L’FSB russo starebbe portando avanti una campagna di spionaggio contro le ambasciate straniere a Mosca, almeno secondo un monito di Microsoft.
Il monito di Microsoft
Per Microsoft, l’FSB russo (Federál’naja služba bezopásnosti Rossijskoj Federácii, i servizi di sicurezza della Federazione russa) avrebbe spiato sistematicamente le ambasciate straniere a Mosca.
Nel dettaglio, una delle principali unità di spionaggio informatico del governo russo avrebbe diffuso malware sfruttando, in qualità di vettori, i fornitori di servizi Internet locali. Secondo i risultati del Microsoft Threat Intelligence, come ha riportato la Reuters, lo spionaggio informatico sarebbe a livello di ISP.

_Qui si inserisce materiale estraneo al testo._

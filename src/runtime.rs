//! Host event loop plumbing: terminal events, tick pacing and the game clock.

use std::cell::Cell;
use std::sync::mpsc::{self, Receiver, RecvTimeoutError};
use std::thread;
use std::time::{Duration, Instant};

use crossterm::event::{self, Event as CtEvent, KeyEvent, KeyEventKind};

#[derive(Clone, Debug)]
pub enum QuizEvent {
    Key(KeyEvent),
    Resize,
    /// Nothing arrived within one tick interval
    Tick,
}

pub trait QuizEventSource: Send + 'static {
    /// Wait up to `timeout` for the next event
    fn recv_timeout(&self, timeout: Duration) -> Result<QuizEvent, RecvTimeoutError>;
}

/// Reads the terminal on a background thread
pub struct CrosstermEventSource {
    rx: Receiver<QuizEvent>,
}

impl CrosstermEventSource {
    pub fn new() -> Self {
        let (tx, rx) = mpsc::channel();

        thread::spawn(move || loop {
            let evt = match event::read() {
                // some terminals report releases too; only presses count
                Ok(CtEvent::Key(key)) if key.kind == KeyEventKind::Press => QuizEvent::Key(key),
                Ok(CtEvent::Resize(_, _)) => QuizEvent::Resize,
                Ok(_) => continue,
                Err(err) => {
                    tracing::warn!(%err, "terminal input closed");
                    break;
                }
            };
            if tx.send(evt).is_err() {
                break;
            }
        });

        Self { rx }
    }
}

impl Default for CrosstermEventSource {
    fn default() -> Self {
        Self::new()
    }
}

impl QuizEventSource for CrosstermEventSource {
    fn recv_timeout(&self, timeout: Duration) -> Result<QuizEvent, RecvTimeoutError> {
        self.rx.recv_timeout(timeout)
    }
}

/// Events pushed by a test through a channel
pub struct TestEventSource {
    rx: Receiver<QuizEvent>,
}

impl TestEventSource {
    pub fn new(rx: Receiver<QuizEvent>) -> Self {
        Self { rx }
    }
}

impl QuizEventSource for TestEventSource {
    fn recv_timeout(&self, timeout: Duration) -> Result<QuizEvent, RecvTimeoutError> {
        self.rx.recv_timeout(timeout)
    }
}

pub trait Ticker: Send + Sync + 'static {
    fn interval(&self) -> Duration;
}

#[derive(Clone, Copy, Debug)]
pub struct FixedTicker {
    interval: Duration,
}

impl FixedTicker {
    pub fn new(interval: Duration) -> Self {
        Self { interval }
    }
}

impl Ticker for FixedTicker {
    fn interval(&self) -> Duration {
        self.interval
    }
}

/// Time since the game began, as seen by the controller
pub trait Clock {
    fn now(&self) -> Duration;

    /// Called by the runner whenever it produces a tick
    fn ticked(&self) {}
}

#[derive(Clone, Copy, Debug)]
pub struct MonotonicClock {
    origin: Instant,
}

impl MonotonicClock {
    pub fn new() -> Self {
        Self {
            origin: Instant::now(),
        }
    }
}

impl Default for MonotonicClock {
    fn default() -> Self {
        Self::new()
    }
}

impl Clock for MonotonicClock {
    fn now(&self) -> Duration {
        self.origin.elapsed()
    }
}

/// Clock that only moves when told to. Each tick can advance it by a fixed step.
#[derive(Debug, Default)]
pub struct ManualClock {
    now: Cell<Duration>,
    step: Duration,
}

impl ManualClock {
    /// Stands still unless `advance` is called
    pub fn frozen() -> Self {
        Self::default()
    }

    /// Moves forward by `step` on every `Runner` tick
    pub fn stepping(step: Duration) -> Self {
        Self {
            now: Cell::new(Duration::ZERO),
            step,
        }
    }

    pub fn advance(&self, by: Duration) {
        self.now.set(self.now.get() + by);
    }
}

impl Clock for ManualClock {
    fn now(&self) -> Duration {
        self.now.get()
    }

    fn ticked(&self) {
        self.advance(self.step);
    }
}

/// Pulls one event or tick at a time and stamps it with the clock
pub struct Runner<E: QuizEventSource, T: Ticker, C: Clock = MonotonicClock> {
    event_source: E,
    ticker: T,
    clock: C,
}

impl<E: QuizEventSource, T: Ticker> Runner<E, T, MonotonicClock> {
    pub fn new(event_source: E, ticker: T) -> Self {
        Self::with_clock(event_source, ticker, MonotonicClock::new())
    }
}

impl<E: QuizEventSource, T: Ticker, C: Clock> Runner<E, T, C> {
    pub fn with_clock(event_source: E, ticker: T, clock: C) -> Self {
        Self {
            event_source,
            ticker,
            clock,
        }
    }

    pub fn clock(&self) -> &C {
        &self.clock
    }

    pub fn now(&self) -> Duration {
        self.clock.now()
    }

    /// Blocks up to one tick interval. A closed source just keeps ticking.
    pub fn step(&self) -> (Duration, QuizEvent) {
        let event = match self.event_source.recv_timeout(self.ticker.interval()) {
            Ok(ev) => ev,
            Err(RecvTimeoutError::Timeout) | Err(RecvTimeoutError::Disconnected) => {
                self.clock.ticked();
                QuizEvent::Tick
            }
        };
        (self.clock.now(), event)
    }
}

“Microsoft è ora certa che questa attività stia avvenendo all’interno dei confini russi”, ha dichiarato a Reuters Sherrod DeGrippo, direttore della Threat Intelligence Strategy della multinazionale.
Il livello delle indagini
La scoperta della multinazionale con base a Redmond è arrivata in un momento molto delicato. Una fase in cui Washington sta esercitando crescenti pressioni su Mosca affinché accetti un cessate il fuoco nella guerra in Ucraina. Nello stesso momento, però, i Paesi della NATO si sono impegnati ad aumentare la spesa per la difesa a causa delle loro preoccupazioni riguardo alla Russia.

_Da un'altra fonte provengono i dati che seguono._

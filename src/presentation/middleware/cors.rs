//! CORS Middleware Configuration

use std::time::Duration;

use axum::http::{header, HeaderValue, Method};
use tower_http::cors::{Any, CorsLayer};

use crate::config::CorsSettings;

/// Methods used by the service catalog API
const ALLOWED_METHODS: [Method; 4] = [Method::GET, Method::POST, Method::PUT, Method::DELETE];

/// Create CORS layer from settings.
///
/// Without configured origins every origin is allowed.
pub fn create_cors_layer(settings: &CorsSettings) -> CorsLayer {
    let origins: Vec<HeaderValue> = settings
        .allowed_origins
        .iter()
        .filter_map(|o| o.parse().ok())
        .collect();

    let layer = CorsLayer::new()
        .allow_methods(ALLOWED_METHODS)
        .allow_headers([header::CONTENT_TYPE, header::ACCEPT]);

    if origins.is_empty() {
        layer.allow_origin(Any)
    } else {
        layer
            .allow_origin(origins)
            .max_age(Duration::from_secs(3600))
    }
}
//! Middleware
//!
//! Tower middleware for request processing.

pub mod cors;
pub mod logging;

pub use cors::create_cors_layer;
pub use logging::{create_trace_layer, track_metrics};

L’analisi ha tracciato globalmente una campagna di spionaggio informatico dell’FSB che a febbraio ha preso di mira ambasciate straniere non identificate a Mosca. L’attività dell’FSB facilita l’installazione di backdoor personalizzate sui computer presi di mira, che possono essere utilizzate per installare malware aggiuntivi e rubare dati.
Non mancano i dubbi
Al netto del monito e delle affermazioni di Microsoft, non sono arrivate altre risposte ufficiali. I diplomatici russi non hanno commentato, mentre Mosca ha negato regolarmente di svolgere operazioni di spionaggio informatico.

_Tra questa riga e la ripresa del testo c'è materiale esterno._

//! Service Record entity, partial-update patch, and repository trait.
//!
//! Maps to the `services` table in the database schema.

use async_trait::async_trait;
use serde::{Deserialize, Serialize};

use crate::shared::error::AppError;

/// A priced offering of the clinic (bath, vaccination, check-up...).
///
/// Maps to the `services` table:
/// - id: BIGSERIAL PRIMARY KEY
/// - name: TEXT NOT NULL
/// - description: TEXT NULL
/// - price: DOUBLE PRECISION NULL
/// - image: BYTEA NULL (opaque bytes, no format enforced)
/// - owner_id: BIGINT NOT NULL REFERENCES owners(id)
#[derive(Debug, Clone, PartialEq, Serialize, Deserialize)]
pub struct ServiceRecord {
    /// Assigned by the store on insert, never changes afterwards
    pub id: i64,

    /// Display name
    pub name: String,

    /// Free-form description
    pub description: Option<String>,

    /// Price in the clinic's currency
    pub price: Option<f64>,

    /// Raw image bytes. `None` and `Some(vec![])` are distinct.
    #[serde(skip)]
    pub image: Option<Vec<u8>>,

    /// Owning veterinarian/user; fixed at creation
    pub owner_id: i64,
}

impl ServiceRecord {
    /// Check if the record carries image bytes.
    pub fn has_image(&self) -> bool {
        self.image.is_some()
    }
}

/// A service record that has not been persisted yet (no id).
#[derive(Debug, Clone, PartialEq)]
pub struct NewServiceRecord {
    pub name: String,
    pub description: Option<String>,
    pub price: Option<f64>,
    pub image: Option<Vec<u8>>,
    pub owner_id: i64,
}

impl NewServiceRecord {
    /// Attach the id handed out by the store.
    pub fn with_id(self, id: i64) -> ServiceRecord {
        ServiceRecord {
            id,
            name: self.name,
            description: self.description,
            price: self.price,
            image: self.image,
            owner_id: self.owner_id,
        }
    }
}

/// Field-by-field update of a [`ServiceRecord`].
///
/// `None` means "not mentioned, keep the stored value"; `Some(v)` means
/// "overwrite with `v`". There is no way to clear a field.
///
/// Text fields take any supplied value, including the empty string. The image
/// is the exception: an empty payload counts as "no change", since an empty
/// file part is what clients send when no file was picked.
#[derive(Debug, Clone, Default, PartialEq)]
pub struct ServicePatch {
    pub name: Option<String>,
    pub description: Option<String>,
    pub price: Option<f64>,
    pub image: Option<Vec<u8>>,
}

impl ServicePatch {
    /// True when applying the patch cannot change anything.
    pub fn is_empty(&self) -> bool {
        self.name.is_none()
            && self.description.is_none()
            && self.price.is_none()
            && self.image.as_ref().map_or(true, |bytes| bytes.is_empty())
    }

    /// Merge the patch into `record`. The id and owner are never touched.
    pub fn apply(self, record: &mut ServiceRecord) {
        if let Some(name) = self.name {
            record.name = name;
        }
        if let Some(description) = self.description {
            record.description = Some(description);
        }
        if let Some(price) = self.price {
            record.price = Some(price);
        }
        if let Some(image) = self.image.filter(|bytes| !bytes.is_empty()) {
            record.image = Some(image);
        }
    }
}

/// Repository trait for ServiceRecord data access operations.
///
/// Listing methods return records in ascending id order.
#[cfg_attr(test, mockall::automock)]
#[async_trait]
pub trait ServiceRecordRepository: Send + Sync {
    /// List every stored record.
    async fn find_all(&self) -> Result<Vec<ServiceRecord>, AppError>;

    /// Find a record by its id.
    async fn find_by_id(&self, id: i64) -> Result<Option<ServiceRecord>, AppError>;

    /// Check whether a record with this id exists.
    async fn exists_by_id(&self, id: i64) -> Result<bool, AppError>;

    /// Insert a new record; the store assigns the id.
    async fn insert(&self, record: NewServiceRecord) -> Result<ServiceRecord, AppError>;

    /// Overwrite an existing record by id.
    async fn save(&self, record: &ServiceRecord) -> Result<ServiceRecord, AppError>;

    /// Remove a record by id.
    async fn delete_by_id(&self, id: i64) -> Result<(), AppError>;

    /// List the records belonging to an owner.
    async fn find_by_owner_id(&self, owner_id: i64) -> Result<Vec<ServiceRecord>, AppError>;
}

Al contrario, già nel maggio 2023 il Governo degli Usa aveva sistematizzato – dopo un’operazione su larga scala dell’FBI – il lavoro degli hacker legati all’amministrazione russa. Tanto che Microsoft ha tracciato suddetta unità come ‘Secret Blizzard‘ e altri l’hanno classificata come ‘Turla‘. Da parte americana, poi, questo comparto agirebbe da quasi venti anni, nei quali avrebbe attaccato Governi, giornalisti e vari altri soggetti.